Taxes are obviously necessary in order for a society to provide public goods and services to its citizens. Unfortunately, taxes also impose costs on citizens both directly (because if an individual gives money to the government, she doesn't have the money any longer) and indirectly (because taxes introduce inefficiency or deadweight loss) into markets.

Because the inefficiency that taxes introduce grows more than proportional to the amount of a tax, it makes sense for the government to structure taxes so that a lot of markets get taxed a little bit rather than so that a few markets get taxed a lot.

Therefore, a number of different taxes exist, and they can be categorized in a number of ways. Let's take a look at some of the common tax breakdowns.

Income Taxes  

An income tax, not surprisingly, is a tax on the money that an individual or household makes.

This income can either come from labor income such as wages, salaries, and bonuses or from investment income such as interest, dividends, and capital gains. Income taxes are generally stated as a percentage of income, and this percentage can vary as the amount of a household's income varies.


Consumption Taxes

Consumption taxes, on the other hand, are levied when an individual or household buys stuff.

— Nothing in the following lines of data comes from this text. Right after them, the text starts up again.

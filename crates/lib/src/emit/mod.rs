//! Template emission.
//!
//! The emitter serializes a [`ResolvedGraph`] into one root document, and
//! as many nested documents as it takes for every document to fit the
//! configured [`Limits`](crate::config::Limits).
//!
//! # Splitting
//!
//! When a document breaks a limit, the brick subtree directly beneath its
//! root scope holding the most of its resources is factored out into a
//! nested document, declared in the parent as an
//! `AWS::CloudFormation::Stack` resource whose logical id is the brick
//! invocation's id. References across the new boundary are linked (see
//! [`link`]) and everything is rendered again.
//!
//! A split that would make nested stacks wait on each other in a circle is
//! skipped in favour of the next heaviest brick. A document breaking a limit
//! with no brick left to factor out fails with `TemplateSizeExceeded`.
//!
//! # Determinism
//!
//! Plans, entries, parameters and outputs are all ordered by declaration
//! index or key, so the same graph always yields byte-identical documents.

mod link;
mod partition;
mod render;
mod types;

pub use types::*;

use tracing::{debug, info};

use crate::config::CompilerConfig;
use crate::error::CompileError;
use crate::resolver::ResolvedGraph;

use link::Linker;
use partition::{DocPlan, Layout, split_candidates};
use render::{Rendered, Renderer, order};

struct Violation {
  doc: usize,
  limit: &'static str,
  actual: usize,
  max: usize,
}

/// Serializes resolved graphs with a fixed configuration.
pub struct Emitter<'c> {
  config: &'c CompilerConfig,
  export_prefix: String,
}

impl<'c> Emitter<'c> {
  pub fn new(config: &'c CompilerConfig, export_prefix: impl Into<String>) -> Self {
    Self {
      config,
      export_prefix: export_prefix.into(),
    }
  }

  /// Emit the root document and any nested documents.
  ///
  /// # Errors
  ///
  /// - `BrickFailed` if the root brick declared no resources
  /// - `TemplateSizeExceeded` if a document cannot be split enough
  /// - `UnsupportedIntrinsic` for expressions outside the profile
  pub fn emit(&self, graph: &ResolvedGraph) -> Result<TemplateSet, CompileError> {
    let root_name = graph.root.to_string();
    if graph.resources.is_empty() {
      return Err(CompileError::BrickFailed {
        scope: root_name,
        message: "declares no resources; a template needs at least one".to_string(),
      });
    }
    let description = self.config.description.clone().unwrap_or_else(|| root_name.clone());
    let mut plans = vec![DocPlan {
      root: graph.root.clone(),
      brick: None,
    }];

    loop {
      let layout = Layout::new(&plans, graph);
      let (contents, output) = Linker::new(graph, &plans, &layout, &self.export_prefix).run();
      let renderer = Renderer {
        graph,
        plans: &plans,
        profile: self.config.profile,
        description: &description,
        pretty: self.config.pretty,
      };

      let mut rendered = Vec::with_capacity(contents.len());
      for (doc, content) in contents.iter().enumerate() {
        let root_output = if doc == 0 { Some(&output) } else { None };
        rendered.push(renderer.render(doc, content, root_output)?);
      }

      let Some(violation) = self.violation(&rendered) else {
        info!(documents = rendered.len(), "emitted templates");
        return Ok(assemble(&plans, rendered));
      };

      let document = plans[violation.doc].name();
      debug!(
        document = %document,
        limit = violation.limit,
        actual = violation.actual,
        max = violation.max,
        "document exceeds limit"
      );

      let mut split = None;
      for (brick, weight) in split_candidates(&plans, &layout, graph, violation.doc) {
        let mut trial = plans.clone();
        trial.push(DocPlan {
          root: brick.scope.clone(),
          brick: Some(brick.clone()),
        });
        if self.acyclic(graph, &trial) {
          split = Some((trial, brick, weight));
          break;
        }
        debug!(brick = %brick.scope, "split would make nested documents depend on each other");
      }

      let Some((trial, brick, weight)) = split else {
        return Err(CompileError::TemplateSizeExceeded {
          document,
          limit: violation.limit.to_string(),
          actual: violation.actual,
          max: violation.max,
        });
      };
      info!(
        document = %document,
        brick = %brick.scope,
        resources = weight,
        "splitting brick into nested document"
      );
      plans = trial;
    }
  }

  /// Whether every document stays acyclic once `plans` are linked.
  fn acyclic(&self, graph: &ResolvedGraph, plans: &[DocPlan]) -> bool {
    let layout = Layout::new(plans, graph);
    let (contents, _) = Linker::new(graph, plans, &layout, &self.export_prefix).run();
    contents.iter().all(|content| order(content).is_ok())
  }

  fn violation(&self, rendered: &[Rendered]) -> Option<Violation> {
    let limits = &self.config.limits;
    rendered.iter().enumerate().find_map(|(doc, r)| {
      let checks = [
        ("max_resources", r.resources, limits.max_resources),
        ("max_outputs", r.outputs, limits.max_outputs),
        ("max_parameters", r.parameters, limits.max_parameters),
        ("max_body_bytes", r.body.len(), limits.max_body_bytes),
      ];
      checks
        .into_iter()
        .find(|(_, actual, max)| actual > max)
        .map(|(limit, actual, max)| Violation {
          doc,
          limit,
          actual,
          max,
        })
    })
  }
}

fn assemble(plans: &[DocPlan], rendered: Vec<Rendered>) -> TemplateSet {
  let mut documents = plans.iter().zip(rendered).map(|(plan, r)| Document {
    name: plan.name(),
    file_name: plan.file_name(),
    body: r.body,
  });
  let root = documents.next().unwrap_or_else(|| Document {
    name: String::new(),
    file_name: String::new(),
    body: String::new(),
  });
  TemplateSet {
    root,
    nested: documents.collect(),
  }
}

In the U.S., the most common consumption tax is a sales tax, which is levied as a percentage of the price of most items that are sold to consumers.

In China, the sales tax is replaced by the quite similar value-added tax. (The main difference between a sales tax and a value-added tax is that the latter is levied at each stage of production and is thus levied on both businesses and households.)

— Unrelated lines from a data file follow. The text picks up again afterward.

//! The value model shared by bricks, resources and the resolver.
//!
//! A [`Value`] is either a literal (null, bool, number, string, list, map) or
//! a deferred value whose content is only known at deployment time:
//!
//! - [`Value::Reference`] - an attribute of a resource
//! - [`Value::Concat`] - a string mixing literal text and deferred parts
//! - [`Value::Intrinsic`] - a provider function applied to values
//!
//! Deferred values can be moved around, nested into lists and maps, and
//! interpolated into strings, but never read. Every literal accessor fails
//! with [`CompileError::DeferredValueRead`] when handed a deferred value.
//!
//! # Interpolation
//!
//! ```
//! use icbrick_lib::reference::Reference;
//! use icbrick_lib::registry::LogicalId;
//! use icbrick_lib::value::Value;
//!
//! let ip = Value::Reference(Reference::attribute(LogicalId::new("Instance0a1b2c3d4e"), "PublicIp"));
//! let url = Value::concat([Value::from("http://"), ip, Value::from(":"), Value::from(8080)]).unwrap();
//! assert_eq!(url.parts().len(), 3);
//! ```

use std::collections::BTreeMap;

use serde_json::Number;

use crate::error::CompileError;
use crate::reference::{Accessor, Reference};

/// Pseudo parameters the provider substitutes in every stack.
#[derive(Debug, Clone, Copy, PartialEq, Eq, PartialOrd, Ord, Hash)]
pub enum Pseudo {
  AccountId,
  NotificationArns,
  Partition,
  Region,
  StackId,
  StackName,
  UrlSuffix,
}

impl Pseudo {
  /// The native parameter name, e.g. `AWS::Region`.
  pub fn name(&self) -> &'static str {
    match self {
      Pseudo::AccountId => "AWS::AccountId",
      Pseudo::NotificationArns => "AWS::NotificationARNs",
      Pseudo::Partition => "AWS::Partition",
      Pseudo::Region => "AWS::Region",
      Pseudo::StackId => "AWS::StackId",
      Pseudo::StackName => "AWS::StackName",
      Pseudo::UrlSuffix => "AWS::URLSuffix",
    }
  }
}

/// A provider function applied to (possibly deferred) arguments.
#[derive(Debug, Clone, PartialEq)]
pub enum Intrinsic {
  Join { delimiter: String, list: Value },
  Split { delimiter: String, source: Value },
  Select { index: usize, list: Value },
  Base64(Value),
  Sub {
    format: String,
    variables: BTreeMap<String, Value>,
  },
  Cidr { block: Value, count: u32, bits: u32 },
  GetAzs { region: Value },
  Pseudo(Pseudo),
  /// A template parameter declared through `BuildContext::sensitive`.
  Parameter(String),
}

impl Intrinsic {
  /// Whether the function evaluates to a list at deployment time.
  pub fn is_list(&self) -> bool {
    matches!(
      self,
      Intrinsic::Split { .. } | Intrinsic::GetAzs { .. } | Intrinsic::Cidr { .. } | Intrinsic::Pseudo(Pseudo::NotificationArns)
    )
  }

  pub fn name(&self) -> &'static str {
    match self {
      Intrinsic::Join { .. } => "Fn::Join",
      Intrinsic::Split { .. } => "Fn::Split",
      Intrinsic::Select { .. } => "Fn::Select",
      Intrinsic::Base64(_) => "Fn::Base64",
      Intrinsic::Sub { .. } => "Fn::Sub",
      Intrinsic::Cidr { .. } => "Fn::Cidr",
      Intrinsic::GetAzs { .. } => "Fn::GetAZs",
      Intrinsic::Pseudo(_) | Intrinsic::Parameter(_) => "Ref",
    }
  }

  fn for_each_arg<'a>(&'a self, f: &mut impl FnMut(&'a Value)) {
    match self {
      Intrinsic::Join { list, .. } | Intrinsic::Select { list, .. } => f(list),
      Intrinsic::Split { source, .. } => f(source),
      Intrinsic::Base64(value) => f(value),
      Intrinsic::Sub { variables, .. } => variables.values().for_each(f),
      Intrinsic::Cidr { block, .. } => f(block),
      Intrinsic::GetAzs { region } => f(region),
      Intrinsic::Pseudo(_) | Intrinsic::Parameter(_) => {}
    }
  }
}

/// A literal or deferred value.
#[derive(Debug, Clone, PartialEq, Default)]
pub enum Value {
  #[default]
  Null,
  Bool(bool),
  Number(Number),
  String(String),
  List(Vec<Value>),
  Map(BTreeMap<String, Value>),
  Reference(Reference),
  /// Interpolated string; always normalized by [`Value::concat`].
  Concat(Vec<Value>),
  Intrinsic(Box<Intrinsic>),
}

impl Value {
  /// Build a map value from key/value pairs.
  pub fn map<K, V, I>(entries: I) -> Value
  where
    K: Into<String>,
    V: Into<Value>,
    I: IntoIterator<Item = (K, V)>,
  {
    Value::Map(entries.into_iter().map(|(k, v)| (k.into(), v.into())).collect())
  }

  /// Build a float value. Non-finite numbers have no JSON form.
  pub fn float(value: f64) -> Result<Value, CompileError> {
    Number::from_f64(value)
      .map(Value::Number)
      .ok_or_else(|| CompileError::value_type("finite number", value.to_string()))
  }

  /// Interpolate `parts` into one string value.
  ///
  /// Nested concats are flattened, numbers and booleans are rendered as
  /// text, adjacent literal text is merged, and the result collapses to a
  /// plain string when nothing deferred remains (or to the deferred part
  /// itself when it is the only part).
  ///
  /// # Errors
  ///
  /// Returns `ValueType` for null, list or map parts, and for intrinsics
  /// that evaluate to a list.
  pub fn concat<I: IntoIterator<Item = Value>>(parts: I) -> Result<Value, CompileError> {
    let mut out = Vec::new();
    for part in parts {
      push_part(&mut out, part)?;
    }

    match out.len() {
      0 => Ok(Value::String(String::new())),
      1 => Ok(out.remove(0)),
      _ => Ok(Value::Concat(out)),
    }
  }

  /// Parts of an interpolated string; a plain value is its own single part.
  pub fn parts(&self) -> &[Value] {
    match self {
      Value::Concat(parts) => parts,
      other => std::slice::from_ref(other),
    }
  }

  /// Whether this value itself is only known at deployment time.
  pub fn is_deferred(&self) -> bool {
    matches!(self, Value::Reference(_) | Value::Concat(_) | Value::Intrinsic(_))
  }

  /// Whether any deferred value appears anywhere inside this value.
  pub fn contains_deferred(&self) -> bool {
    match self {
      Value::List(items) => items.iter().any(Value::contains_deferred),
      Value::Map(map) => map.values().any(Value::contains_deferred),
      other => other.is_deferred(),
    }
  }

  /// Collect every reference embedded in this value, in traversal order.
  pub fn collect_references<'a>(&'a self, out: &mut Vec<&'a Reference>) {
    match self {
      Value::Reference(reference) => out.push(reference),
      Value::List(items) | Value::Concat(items) => items.iter().for_each(|v| v.collect_references(out)),
      Value::Map(map) => map.values().for_each(|v| v.collect_references(out)),
      Value::Intrinsic(intrinsic) => intrinsic.for_each_arg(&mut |v| v.collect_references(out)),
      Value::Null | Value::Bool(_) | Value::Number(_) | Value::String(_) => {}
    }
  }

  /// Collect every template parameter name embedded in this value.
  pub fn collect_parameters<'a>(&'a self, out: &mut Vec<&'a str>) {
    match self {
      Value::Intrinsic(intrinsic) => match intrinsic.as_ref() {
        Intrinsic::Parameter(name) => out.push(name),
        other => other.for_each_arg(&mut |v| v.collect_parameters(out)),
      },
      Value::List(items) | Value::Concat(items) => items.iter().for_each(|v| v.collect_parameters(out)),
      Value::Map(map) => map.values().for_each(|v| v.collect_parameters(out)),
      Value::Null | Value::Bool(_) | Value::Number(_) | Value::String(_) | Value::Reference(_) => {}
    }
  }

  /// Human readable name of the variant, used in error messages.
  pub fn type_name(&self) -> &'static str {
    match self {
      Value::Null => "null",
      Value::Bool(_) => "bool",
      Value::Number(_) => "number",
      Value::String(_) => "string",
      Value::List(_) => "list",
      Value::Map(_) => "map",
      Value::Reference(_) => "reference",
      Value::Concat(_) => "interpolated string",
      Value::Intrinsic(_) => "intrinsic",
    }
  }

  fn deferred_read(&self, wanted: &str) -> CompileError {
    let what = match self {
      Value::Reference(reference) => format!("{} read as {}", reference, wanted),
      other => format!("{} read as {}", other.type_name(), wanted),
    };
    CompileError::DeferredValueRead { what }
  }

  fn literal(&self, wanted: &str) -> Result<&Value, CompileError> {
    if self.is_deferred() {
      return Err(self.deferred_read(wanted));
    }
    Ok(self)
  }

  pub fn as_str(&self) -> Result<&str, CompileError> {
    match self.literal("string")? {
      Value::String(s) => Ok(s),
      other => Err(CompileError::value_type("string", other.type_name())),
    }
  }

  pub fn as_bool(&self) -> Result<bool, CompileError> {
    match self.literal("bool")? {
      Value::Bool(b) => Ok(*b),
      other => Err(CompileError::value_type("bool", other.type_name())),
    }
  }

  pub fn as_i64(&self) -> Result<i64, CompileError> {
    match self.literal("integer")? {
      Value::Number(n) => n
        .as_i64()
        .ok_or_else(|| CompileError::value_type("integer", n.to_string())),
      other => Err(CompileError::value_type("integer", other.type_name())),
    }
  }

  pub fn as_f64(&self) -> Result<f64, CompileError> {
    match self.literal("number")? {
      Value::Number(n) => n
        .as_f64()
        .ok_or_else(|| CompileError::value_type("number", n.to_string())),
      other => Err(CompileError::value_type("number", other.type_name())),
    }
  }

  pub fn as_list(&self) -> Result<&[Value], CompileError> {
    match self.literal("list")? {
      Value::List(items) => Ok(items),
      other => Err(CompileError::value_type("list", other.type_name())),
    }
  }

  pub fn as_map(&self) -> Result<&BTreeMap<String, Value>, CompileError> {
    match self.literal("map")? {
      Value::Map(map) => Ok(map),
      other => Err(CompileError::value_type("map", other.type_name())),
    }
  }

  /// Access a field of a map, or extend a reference's attribute path.
  pub fn field(&self, name: &str) -> Result<Value, CompileError> {
    match self {
      Value::Map(map) => map
        .get(name)
        .cloned()
        .ok_or_else(|| CompileError::value_type(format!("field '{}'", name), "map without it")),
      Value::Reference(reference) => Ok(Value::Reference(reference.with(Accessor::Field(name.to_string())))),
      other => Err(CompileError::value_type(format!("map with field '{}'", name), other.type_name())),
    }
  }

  /// Access a list element, or select from a deferred list.
  pub fn index(&self, index: usize) -> Result<Value, CompileError> {
    match self {
      Value::List(items) => items.get(index).cloned().ok_or_else(|| {
        CompileError::value_type(format!("index {}", index), format!("list of length {}", items.len()))
      }),
      Value::Reference(reference) => Ok(Value::Reference(reference.with(Accessor::Index(index)))),
      Value::Intrinsic(intrinsic) if intrinsic.is_list() => Ok(Value::Intrinsic(Box::new(Intrinsic::Select {
        index,
        list: self.clone(),
      }))),
      other => Err(CompileError::value_type(format!("list with index {}", index), other.type_name())),
    }
  }

  /// Convert a plain JSON value (e.g. brick parameters) into a literal.
  pub fn from_json(json: serde_json::Value) -> Value {
    match json {
      serde_json::Value::Null => Value::Null,
      serde_json::Value::Bool(b) => Value::Bool(b),
      serde_json::Value::Number(n) => Value::Number(n),
      serde_json::Value::String(s) => Value::String(s),
      serde_json::Value::Array(items) => Value::List(items.into_iter().map(Value::from_json).collect()),
      serde_json::Value::Object(map) => Value::Map(map.into_iter().map(|(k, v)| (k, Value::from_json(v))).collect()),
    }
  }

  /// Render a fully literal value as JSON.
  ///
  /// # Errors
  ///
  /// Returns `DeferredValueRead` if any part of the value is deferred.
  pub fn to_json(&self) -> Result<serde_json::Value, CompileError> {
    Ok(match self.literal("json")? {
      Value::Null => serde_json::Value::Null,
      Value::Bool(b) => serde_json::Value::Bool(*b),
      Value::Number(n) => serde_json::Value::Number(n.clone()),
      Value::String(s) => serde_json::Value::String(s.clone()),
      Value::List(items) => serde_json::Value::Array(items.iter().map(Value::to_json).collect::<Result<_, _>>()?),
      Value::Map(map) => {
        let mut out = serde_json::Map::new();
        for (k, v) in map {
          out.insert(k.clone(), v.to_json()?);
        }
        serde_json::Value::Object(out)
      }
      Value::Reference(_) | Value::Concat(_) | Value::Intrinsic(_) => unreachable!("rejected by literal()"),
    })
  }
}

fn push_part(out: &mut Vec<Value>, part: Value) -> Result<(), CompileError> {
  match part {
    Value::Concat(inner) => {
      for p in inner {
        push_part(out, p)?;
      }
    }
    Value::String(s) => push_text(out, s),
    Value::Number(n) => push_text(out, n.to_string()),
    Value::Bool(b) => push_text(out, b.to_string()),
    Value::Null | Value::List(_) | Value::Map(_) => {
      return Err(CompileError::value_type("string part", part.type_name()));
    }
    Value::Intrinsic(intrinsic) if intrinsic.is_list() => {
      return Err(CompileError::value_type(
        "string part",
        format!("list-valued {}", intrinsic.name()),
      ));
    }
    deferred @ (Value::Reference(_) | Value::Intrinsic(_)) => out.push(deferred),
  }
  Ok(())
}

fn push_text(out: &mut Vec<Value>, text: String) {
  if text.is_empty() {
    return;
  }
  if let Some(Value::String(last)) = out.last_mut() {
    last.push_str(&text);
  } else {
    out.push(Value::String(text));
  }
}

impl From<&str> for Value {
  fn from(s: &str) -> Self {
    Value::String(s.to_string())
  }
}

impl From<String> for Value {
  fn from(s: String) -> Self {
    Value::String(s)
  }
}

impl From<bool> for Value {
  fn from(b: bool) -> Self {
    Value::Bool(b)
  }
}

impl From<i64> for Value {
  fn from(n: i64) -> Self {
    Value::Number(n.into())
  }
}

impl From<i32> for Value {
  fn from(n: i32) -> Self {
    Value::Number(n.into())
  }
}

impl From<u32> for Value {
  fn from(n: u32) -> Self {
    Value::Number(n.into())
  }
}

impl From<u64> for Value {
  fn from(n: u64) -> Self {
    Value::Number(n.into())
  }
}

impl From<Reference> for Value {
  fn from(reference: Reference) -> Self {
    Value::Reference(reference)
  }
}

impl From<Intrinsic> for Value {
  fn from(intrinsic: Intrinsic) -> Self {
    Value::Intrinsic(Box::new(intrinsic))
  }
}

impl From<BTreeMap<String, Value>> for Value {
  fn from(map: BTreeMap<String, Value>) -> Self {
    Value::Map(map)
  }
}

impl<T: Into<Value>> From<Vec<T>> for Value {
  fn from(items: Vec<T>) -> Self {
    Value::List(items.into_iter().map(Into::into).collect())
  }
}

impl<T: Into<Value>> From<Option<T>> for Value {
  fn from(value: Option<T>) -> Self {
    value.map(Into::into).unwrap_or(Value::Null)
  }
}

Consumption taxes can also take the form of excise or luxury taxes, which are taxes on specific items (cars, alcohol, etc.) at rates that may differ from the overall sales tax rate. Many e conomists feel that consumption taxes are more efficient than income taxes in fostering economic growth.

Regressive, Proportional, and Progressive Taxes

Taxes can also be categorized as either regressive, proportional, or progressive, and the distinction has to do with the behavior of the tax as the taxable base (such as a household's income or a business' profit) changes:

A regressive tax is a tax where lower-income entities pay a higher fraction of their income in taxes than do higher-income entities.

A proportional tax (sometimes called a flat tax) is a tax where everyone, regardless of income, pays the same fraction of income in taxes.

A progressive tax is a tax where lower-income entities pay a lower fraction of their income in taxes than do higher-income entities.

Revenue Taxes versus Sin Taxes

The main function of most taxes is to raise revenue that the government can use to provide goods and services to the public.

Taxes that have this goal are referred to as "revenue taxes." Other taxes, however, are put in place not specifically to raise revenue but instead to correct for negative externalities, or "bad" behaviors, where production and consumption have negative side effects for society.

Such taxes are often referred to as "sin taxes," but in more precise economic terms are known as "Pigovian taxes," named after e conomist Arthur Pigou.

Because of their differing objectives, revenue taxes and sin taxes differ in their desired behavioral responses from producers and consumers.

Revenue taxes, on one hand, are viewed as best or most efficient when people don't change their work or consumption behavior very much and instead let the tax just act as a transfer to the government. (A revenue tax is said to have low dead-weight loss in this case.)

A sin tax, on the other hand, is viewed as best when it has a large effect on the behavior of producers and consumers, even if it doesn't raise very much money for the government.